Collected data.
+-------+

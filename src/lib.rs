//! FDC-Live - Floppy disk controller core in Rust
//!
//! Bit-level floppy controller emulation:
//! - PLL bit-cell recovery (analog and WD177x digital models)
//! - GCR (Victor 9000), MFM and FM decoding on a live state machine
//! - Checkpoint/rollback speculative execution synchronized to register accesses
//! - Thin register front-end with seek, sync timeout and host scheduling

pub mod time;
pub mod error;
pub mod gcr;
pub mod mfm;
pub mod variant;
pub mod medium;
pub mod pll;
pub mod live;
pub mod live_log;
pub mod fdc;
pub mod config;
pub mod savestate;
//! フロッピーメディアとドライブ
//!
//! ディスク上の磁束反転は1回転を `ANGULAR_UNITS` 等分した角度位置で保持し、
//! ドライブの回転数で時刻に換算する。

use rand::rngs::StdRng;
use rand::{Rng, SeedableRng};
use serde::{Deserialize, Serialize};
use std::fs;
use std::path::Path;

use crate::error::FdcError;
use crate::live_log::{log_motor_off, log_motor_on, log_track_change};
use crate::time::SimTime;

/// 1回転あたりの角度単位（300rpmで1単位 = 1ns）
pub const ANGULAR_UNITS: u32 = 200_000_000;

/// 書き込みバッファなどが扱う磁束反転列のメディア側インターフェース
pub trait FloppyMedium {
    /// `from` 以降（`from` を含む）で最初の磁束反転の時刻。なければ `NEVER`
    fn next_transition(&self, from: SimTime) -> SimTime;

    /// `[start, end)` の磁束を消去し、`transitions` で置き換える
    fn write_flux(&mut self, start: SimTime, end: SimTime, transitions: &[SimTime]);

    /// 回転角（0..ANGULAR_UNITS）
    fn rotational_position(&self, at: SimTime) -> u32;

    fn set_track(&mut self, track: usize);

    fn set_head(&mut self, head: usize);
}

/// メモリ上の磁束イメージ
#[derive(Debug, Clone, PartialEq, Eq, Serialize, Deserialize)]
pub struct FluxDisk {
    pub tracks: usize,
    pub heads: usize,
    /// トラック×ヘッドごとの反転位置（昇順）
    cells: Vec<Vec<u32>>,
    #[serde(default)]
    pub write_protected: bool,
    #[serde(skip)]
    pub modified: bool,
}

impl FluxDisk {
    /// 未フォーマット（反転なし）のディスク。トラック数・ヘッド数は最低1
    pub fn new(tracks: usize, heads: usize) -> Self {
        let (tracks, heads) = (tracks.max(1), heads.max(1));
        FluxDisk {
            tracks,
            heads,
            cells: vec![Vec::new(); tracks * heads],
            write_protected: false,
            modified: false,
        }
    }

    fn slot(&self, track: usize, head: usize) -> usize {
        track.min(self.tracks.saturating_sub(1)) * self.heads + head.min(self.heads.saturating_sub(1))
    }

    pub fn track(&self, track: usize, head: usize) -> &[u32] {
        &self.cells[self.slot(track, head)]
    }

    pub fn track_mut(&mut self, track: usize, head: usize) -> &mut Vec<u32> {
        let slot = self.slot(track, head);
        &mut self.cells[slot]
    }

    /// ビットセル列を書き込む（1のセル中央に反転を置く）。終了位置を返す
    pub fn write_cells<I>(&mut self, track: usize, head: usize, start: u32, cell: u32, bits: I) -> u32
    where
        I: IntoIterator<Item = bool>,
    {
        let mut pos = start as u64;
        let mut added = Vec::new();
        for bit in bits {
            if bit {
                added.push(((pos + cell as u64 / 2) % ANGULAR_UNITS as u64) as u32);
            }
            pos += cell as u64;
        }
        let end = (pos % ANGULAR_UNITS as u64) as u32;
        let wrapped = pos - start as u64 >= ANGULAR_UNITS as u64;
        let list = self.track_mut(track, head);
        if wrapped {
            list.clear();
        } else {
            list.retain(|&p| !in_range(p, start, end));
        }
        list.extend(added);
        list.sort_unstable();
        list.dedup();
        self.modified = true;
        end
    }

    /// 反転位置を一様乱数でずらす（シード固定で再現可能）
    pub fn jitter(&mut self, max_units: u32, seed: u64) {
        if max_units == 0 {
            return;
        }
        let mut rng = StdRng::seed_from_u64(seed);
        let span = max_units as i64;
        for list in self.cells.iter_mut() {
            for p in list.iter_mut() {
                let shifted = *p as i64 + rng.gen_range(-span..=span);
                *p = shifted.rem_euclid(ANGULAR_UNITS as i64) as u32;
            }
            list.sort_unstable();
            list.dedup();
        }
    }

    /// トラック数・ヘッド数が0のイメージ（読み込み時に弾く）
    pub fn check_geometry(&self) -> Result<(), FdcError> {
        if self.tracks == 0 || self.heads == 0 {
            return Err(FdcError::DiskGeometry {
                tracks: self.tracks,
                heads: self.heads,
            });
        }
        Ok(())
    }

    pub fn load<P: AsRef<Path>>(path: P) -> Result<Self, FdcError> {
        let content = fs::read_to_string(path)?;
        let mut disk: FluxDisk = serde_json::from_str(&content)?;
        disk.check_geometry()?;
        for list in disk.cells.iter_mut() {
            list.sort_unstable();
            list.dedup();
        }
        disk.cells.resize(disk.tracks * disk.heads, Vec::new());
        Ok(disk)
    }

    pub fn save<P: AsRef<Path>>(&self, path: P) -> Result<(), FdcError> {
        let json = serde_json::to_string(self)?;
        fs::write(path, json)?;
        Ok(())
    }
}

/// `[start, end)` に含まれるか（1回転で折り返す）
fn in_range(p: u32, start: u32, end: u32) -> bool {
    if start <= end {
        p >= start && p < end
    } else {
        p >= start || p < end
    }
}

/// フロッピードライブの状態
#[derive(Debug, Clone)]
pub struct FloppyDrive {
    /// ディスク
    pub disk: Option<FluxDisk>,
    /// 現在のシリンダ
    pub cyl: usize,
    /// 選択中のヘッド
    pub head: usize,
    /// 最大シリンダ数（ステッパの物理範囲）
    pub max_cyl: usize,
    pub motor_on: bool,
    /// 回転数
    pub rpm: u32,
    /// 回転の基準時刻（モーターON時）
    rev_start: SimTime,
}

impl Default for FloppyDrive {
    fn default() -> Self {
        Self::new()
    }
}

impl FloppyDrive {
    pub fn new() -> Self {
        FloppyDrive {
            disk: None,
            cyl: 0,
            head: 0,
            max_cyl: 84,
            motor_on: false,
            rpm: 300,
            rev_start: SimTime::ZERO,
        }
    }

    pub fn insert_disk(&mut self, disk: FluxDisk) {
        self.disk = Some(disk);
    }

    pub fn eject_disk(&mut self) -> Option<FluxDisk> {
        self.disk.take()
    }

    pub fn set_motor(&mut self, on: bool, now: SimTime) {
        if on == self.motor_on {
            return;
        }
        self.motor_on = on;
        if on {
            self.rev_start = now;
            log_motor_on();
        } else {
            log_motor_off();
        }
    }

    /// ディスクが入っていて回転している
    pub fn is_ready(&self) -> bool {
        self.motor_on && self.disk.is_some()
    }

    pub fn is_write_protected(&self) -> bool {
        self.disk.as_ref().map_or(false, |d| d.write_protected)
    }

    /// トラック0センサ
    pub fn trk00(&self) -> bool {
        self.cyl == 0
    }

    /// 1回転の時間
    pub fn revolution(&self) -> SimTime {
        SimTime::from_nsec(60_000_000_000 / self.rpm.max(1) as u64)
    }

    fn cells(&self) -> Option<&[u32]> {
        self.disk.as_ref().map(|d| d.track(self.cyl, self.head))
    }

    fn time_of(&self, pos: u32, rev_ns: u64) -> u64 {
        (pos as u128 * rev_ns as u128 / ANGULAR_UNITS as u128) as u64
    }

    fn pos_of(&self, at: SimTime, rev_ns: u64) -> u32 {
        let rel = at.as_nsec().saturating_sub(self.rev_start.as_nsec()) % rev_ns;
        (rel as u128 * ANGULAR_UNITS as u128 / rev_ns as u128) as u32
    }
}

impl FloppyMedium for FloppyDrive {
    fn next_transition(&self, from: SimTime) -> SimTime {
        if !self.motor_on || from.is_never() {
            return SimTime::NEVER;
        }
        let cells = match self.cells() {
            Some(c) if !c.is_empty() => c,
            _ => return SimTime::NEVER,
        };
        let rev_ns = self.revolution().as_nsec();
        let base = self.rev_start.as_nsec();
        let rel = from.as_nsec().max(base) - base;
        let rev = rel / rev_ns;
        let offs = rel % rev_ns;
        let idx = cells.partition_point(|&p| self.time_of(p, rev_ns) < offs);
        let t = if idx < cells.len() {
            base + rev * rev_ns + self.time_of(cells[idx], rev_ns)
        } else {
            base + (rev + 1) * rev_ns + self.time_of(cells[0], rev_ns)
        };
        SimTime::from_nsec(t)
    }

    fn write_flux(&mut self, start: SimTime, end: SimTime, transitions: &[SimTime]) {
        if end < start || !self.motor_on {
            return;
        }
        let rev_ns = self.revolution().as_nsec();
        let ps = self.pos_of(start, rev_ns);
        let pe = self.pos_of(end, rev_ns);
        let whole = end.as_nsec() - start.as_nsec() >= rev_ns;
        let added: Vec<u32> = transitions.iter().map(|&t| self.pos_of(t, rev_ns)).collect();
        let (cyl, head) = (self.cyl, self.head);
        let disk = match self.disk.as_mut() {
            Some(d) if !d.write_protected => d,
            _ => return,
        };
        let list = disk.track_mut(cyl, head);
        if whole {
            list.clear();
        } else {
            list.retain(|&p| !in_range(p, ps, pe));
        }
        list.extend(added);
        list.sort_unstable();
        list.dedup();
        disk.modified = true;
    }

    fn rotational_position(&self, at: SimTime) -> u32 {
        self.pos_of(at, self.revolution().as_nsec())
    }

    fn set_track(&mut self, track: usize) {
        let track = track.min(self.max_cyl);
        if track != self.cyl {
            log_track_change(self.cyl, track);
            self.cyl = track;
        }
    }

    fn set_head(&mut self, head: usize) {
        self.head = head;
    }
}
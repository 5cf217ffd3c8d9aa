//! コントローラのチップ種別
//!
//! サブクラスではなく名前付き定数で表す。記録方式ごとの定数（シフト幅、バイト長、
//! 同期パターン、同期バイト周期）は `Encoding::spec()` にまとめる。

use serde::{Deserialize, Serialize};
use std::fmt;
use std::str::FromStr;

use crate::error::FdcError;
use crate::gcr::{GCR_CODE_BITS, GCR_SYNC_PATTERN};
use crate::mfm::{FM_DAM, FM_DDAM, FM_IDAM, MFM_SYNC_A1, MFM_SYNC_C2};
use crate::time::SimTime;

/// 記録方式
#[derive(Debug, Clone, Copy, PartialEq, Eq, Serialize, Deserialize)]
pub enum Encoding {
    Gcr,
    Mfm,
    Fm,
}

bitflags::bitflags! {
    /// 対応する記録方式
    #[derive(Clone, Copy, Debug, PartialEq, Eq)]
    pub struct Encodings: u8 {
        const GCR = 0b001;
        const MFM = 0b010;
        const FM  = 0b100;
    }
}

/// 記録方式ごとの定数
#[derive(Debug, Clone, Copy, PartialEq, Eq)]
pub struct EncodingSpec {
    /// シフトレジスタ幅（セル数）
    pub width: u32,
    /// 1バイトのセル数
    pub byte_cells: u8,
    /// 同期パターン（下位 `width` ビットと比較）
    pub sync_patterns: &'static [u16],
    /// 同期が途切れたときの同期バイトカウンタ初期値
    pub sync_byte_preset: u8,
    /// 同期バイトカウンタの周期（SYN出力を持つ方式のみ）
    pub sync_byte_period: Option<u8>,
}

impl EncodingSpec {
    #[inline]
    pub fn mask(&self) -> u16 {
        ((1u32 << self.width) - 1) as u16
    }

    #[inline]
    pub fn is_sync(&self, shift_reg: u16) -> bool {
        let masked = shift_reg & self.mask();
        self.sync_patterns.iter().any(|&p| p == masked)
    }
}

const GCR_SPEC: EncodingSpec = EncodingSpec {
    width: GCR_CODE_BITS,
    byte_cells: GCR_CODE_BITS as u8,
    sync_patterns: &[GCR_SYNC_PATTERN],
    sync_byte_preset: 10,
    sync_byte_period: Some(16),
};

const MFM_SPEC: EncodingSpec = EncodingSpec {
    width: 16,
    byte_cells: 16,
    sync_patterns: &[MFM_SYNC_A1, MFM_SYNC_C2],
    sync_byte_preset: 0,
    sync_byte_period: None,
};

const FM_SPEC: EncodingSpec = EncodingSpec {
    width: 16,
    byte_cells: 16,
    sync_patterns: &[FM_IDAM, FM_DAM, FM_DDAM],
    sync_byte_preset: 0,
    sync_byte_period: None,
};

impl Encoding {
    pub const fn spec(self) -> &'static EncodingSpec {
        match self {
            Encoding::Gcr => &GCR_SPEC,
            Encoding::Mfm => &MFM_SPEC,
            Encoding::Fm => &FM_SPEC,
        }
    }

    pub fn flag(self) -> Encodings {
        match self {
            Encoding::Gcr => Encodings::GCR,
            Encoding::Mfm => Encodings::MFM,
            Encoding::Fm => Encodings::FM,
        }
    }
}

/// PLLの実装
#[derive(Debug, Clone, Copy, PartialEq, Eq, Serialize, Deserialize)]
pub enum PllKind {
    /// 位相・周波数を連続量で追従
    Analog,
    /// WD1770系のカウンタ型
    Digital,
}

/// チップ種別の設定
#[derive(Debug, Clone, Copy, PartialEq, Eq)]
pub struct ChipVariant {
    pub name: &'static str,
    pub encodings: Encodings,
    pub default_encoding: Encoding,
    pub pll: PllKind,
    /// 公称セル周期（GCR/MFM。FMはこの2倍）
    pub cell_period: SimTime,
    /// ステップレート（マイクロ秒、コマンド下位2ビットで選択）
    pub step_times_us: [u32; 4],
    /// READ/WRITEコマンドのビット1でサイドを選ぶ
    pub side_control: bool,
    /// READコマンドのビット1でサイド照合を行う
    pub side_compare: bool,
}

const FD179X_STEP_TIMES: [u32; 4] = [6000, 12000, 20000, 30000];
const WD1772_STEP_TIMES: [u32; 4] = [2000, 3000, 5000, 6000];

/// Victor 9000（GCR、アナログPLL 2.13us）
pub const VICTOR_9000: ChipVariant = ChipVariant {
    name: "victor9000",
    encodings: Encodings::GCR,
    default_encoding: Encoding::Gcr,
    pll: PllKind::Analog,
    cell_period: SimTime::from_nsec(2130),
    step_times_us: [3000, 3000, 3000, 3000],
    side_control: false,
    side_compare: false,
};

pub const FD1771: ChipVariant = ChipVariant {
    name: "fd1771",
    encodings: Encodings::FM,
    default_encoding: Encoding::Fm,
    pll: PllKind::Analog,
    cell_period: SimTime::from_nsec(2000),
    step_times_us: FD179X_STEP_TIMES,
    side_control: false,
    side_compare: false,
};

pub const FD1793: ChipVariant = ChipVariant {
    name: "fd1793",
    encodings: Encodings::MFM.union(Encodings::FM),
    default_encoding: Encoding::Mfm,
    pll: PllKind::Analog,
    cell_period: SimTime::from_nsec(2000),
    step_times_us: FD179X_STEP_TIMES,
    side_control: false,
    side_compare: true,
};

pub const FD1797: ChipVariant = ChipVariant {
    name: "fd1797",
    encodings: Encodings::MFM.union(Encodings::FM),
    default_encoding: Encoding::Mfm,
    pll: PllKind::Analog,
    cell_period: SimTime::from_nsec(2000),
    step_times_us: FD179X_STEP_TIMES,
    side_control: true,
    side_compare: false,
};

pub const WD1770: ChipVariant = ChipVariant {
    name: "wd1770",
    encodings: Encodings::MFM.union(Encodings::FM),
    default_encoding: Encoding::Mfm,
    pll: PllKind::Digital,
    cell_period: SimTime::from_nsec(2000),
    step_times_us: FD179X_STEP_TIMES,
    side_control: false,
    side_compare: false,
};

pub const WD1772: ChipVariant = ChipVariant {
    name: "wd1772",
    encodings: Encodings::MFM.union(Encodings::FM),
    default_encoding: Encoding::Mfm,
    pll: PllKind::Digital,
    cell_period: SimTime::from_nsec(2000),
    step_times_us: WD1772_STEP_TIMES,
    side_control: false,
    side_compare: false,
};

impl ChipVariant {
    pub fn supports(&self, encoding: Encoding) -> bool {
        self.encodings.contains(encoding.flag())
    }

    pub fn check_encoding(&self, encoding: Encoding) -> Result<(), FdcError> {
        if self.supports(encoding) {
            Ok(())
        } else {
            Err(FdcError::UnsupportedEncoding {
                variant: self.name,
                encoding,
            })
        }
    }

    /// 記録方式ごとのセル周期
    pub fn cell_period_for(&self, encoding: Encoding) -> SimTime {
        match encoding {
            Encoding::Fm => self.cell_period.times(2),
            Encoding::Gcr | Encoding::Mfm => self.cell_period,
        }
    }

    /// ステップ1回の時間
    pub fn step_time(&self, rate: u8) -> SimTime {
        SimTime::from_usec(self.step_times_us[(rate & 3) as usize] as u64)
    }
}

/// 設定ファイル／コマンドラインで使う種別名
#[derive(Debug, Clone, Copy, PartialEq, Eq, Default, Serialize, Deserialize)]
#[serde(rename_all = "lowercase")]
pub enum VariantName {
    #[default]
    Victor9000,
    Fd1771,
    Fd1793,
    Fd1797,
    Wd1770,
    Wd1772,
}

impl VariantName {
    pub fn variant(self) -> ChipVariant {
        match self {
            VariantName::Victor9000 => VICTOR_9000,
            VariantName::Fd1771 => FD1771,
            VariantName::Fd1793 => FD1793,
            VariantName::Fd1797 => FD1797,
            VariantName::Wd1770 => WD1770,
            VariantName::Wd1772 => WD1772,
        }
    }
}

impl FromStr for VariantName {
    type Err = FdcError;

    fn from_str(s: &str) -> Result<Self, Self::Err> {
        match s.to_lowercase().as_str() {
            "victor9000" | "victor" | "v9000" => Ok(VariantName::Victor9000),
            "fd1771" => Ok(VariantName::Fd1771),
            "fd1793" => Ok(VariantName::Fd1793),
            "fd1797" => Ok(VariantName::Fd1797),
            "wd1770" => Ok(VariantName::Wd1770),
            "wd1772" => Ok(VariantName::Wd1772),
            _ => Err(FdcError::UnknownVariant(s.to_string())),
        }
    }
}

impl fmt::Display for VariantName {
    fn fmt(&self, f: &mut fmt::Formatter<'_>) -> fmt::Result {
        write!(f, "{}", self.variant().name)
    }
}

+-------+

What you have to do. Scan the records above. Return every line with "crate" in it.

Final answer.
use crate::error::FdcError;
use crate::live_log::{log_motor_off, log_motor_on, log_track_change};
use crate::time::SimTime;
use crate::error::FdcError;
use crate::gcr::{GCR_CODE_BITS, GCR_SYNC_PATTERN};
use crate::mfm::{FM_DAM, FM_DDAM, FM_IDAM, MFM_SYNC_A1, MFM_SYNC_C2};
use crate::time::SimTime;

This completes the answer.